(Collected data)
++++++++++++++++++++

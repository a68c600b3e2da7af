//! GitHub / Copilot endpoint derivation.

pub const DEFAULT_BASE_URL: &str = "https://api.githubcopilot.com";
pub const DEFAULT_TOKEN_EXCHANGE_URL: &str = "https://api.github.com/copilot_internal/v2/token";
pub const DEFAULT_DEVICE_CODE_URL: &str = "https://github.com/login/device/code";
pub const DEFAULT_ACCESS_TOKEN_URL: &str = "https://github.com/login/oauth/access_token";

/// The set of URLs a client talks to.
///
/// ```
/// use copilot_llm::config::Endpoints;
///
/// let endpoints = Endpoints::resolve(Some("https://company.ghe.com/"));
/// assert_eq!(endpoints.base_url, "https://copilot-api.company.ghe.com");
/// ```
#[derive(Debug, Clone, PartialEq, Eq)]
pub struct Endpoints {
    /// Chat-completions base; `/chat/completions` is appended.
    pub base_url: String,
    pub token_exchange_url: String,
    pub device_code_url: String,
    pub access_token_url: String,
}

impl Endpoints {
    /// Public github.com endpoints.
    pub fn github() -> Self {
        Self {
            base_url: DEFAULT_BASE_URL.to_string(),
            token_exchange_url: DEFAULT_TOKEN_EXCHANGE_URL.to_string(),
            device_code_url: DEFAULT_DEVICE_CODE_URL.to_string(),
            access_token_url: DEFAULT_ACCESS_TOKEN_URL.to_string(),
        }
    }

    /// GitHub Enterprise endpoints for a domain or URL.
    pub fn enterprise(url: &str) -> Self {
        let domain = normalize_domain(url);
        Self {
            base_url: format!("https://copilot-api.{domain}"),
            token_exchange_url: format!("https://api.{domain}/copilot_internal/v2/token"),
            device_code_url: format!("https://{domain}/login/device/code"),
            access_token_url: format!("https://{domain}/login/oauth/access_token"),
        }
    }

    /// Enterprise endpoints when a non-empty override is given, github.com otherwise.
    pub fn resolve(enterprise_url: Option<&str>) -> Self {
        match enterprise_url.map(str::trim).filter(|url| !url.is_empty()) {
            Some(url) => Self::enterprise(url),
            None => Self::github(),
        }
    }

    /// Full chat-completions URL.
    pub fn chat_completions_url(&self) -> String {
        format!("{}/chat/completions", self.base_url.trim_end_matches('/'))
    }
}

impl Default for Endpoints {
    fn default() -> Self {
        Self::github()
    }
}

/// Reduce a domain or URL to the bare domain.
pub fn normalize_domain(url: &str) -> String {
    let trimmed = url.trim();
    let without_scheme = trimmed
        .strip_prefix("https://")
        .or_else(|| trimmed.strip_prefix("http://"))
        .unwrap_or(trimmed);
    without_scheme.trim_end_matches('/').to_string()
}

++++++++++++++++++++

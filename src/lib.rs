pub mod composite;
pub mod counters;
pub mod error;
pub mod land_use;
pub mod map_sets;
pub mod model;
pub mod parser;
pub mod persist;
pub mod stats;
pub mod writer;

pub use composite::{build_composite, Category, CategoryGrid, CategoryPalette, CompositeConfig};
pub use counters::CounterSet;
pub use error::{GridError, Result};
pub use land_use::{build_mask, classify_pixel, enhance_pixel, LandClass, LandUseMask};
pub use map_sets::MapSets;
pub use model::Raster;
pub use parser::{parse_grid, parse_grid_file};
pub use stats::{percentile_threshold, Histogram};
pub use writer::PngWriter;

++++++++++++++++++++

EXERCISE DETAILS
Find the string "oauth" in the data. Report each line it appears in.

EXERCISE RESULT
pub const DEFAULT_ACCESS_TOKEN_URL: &str = "https://github.com/login/oauth/access_token";
            access_token_url: format!("https://{domain}/login/oauth/access_token"),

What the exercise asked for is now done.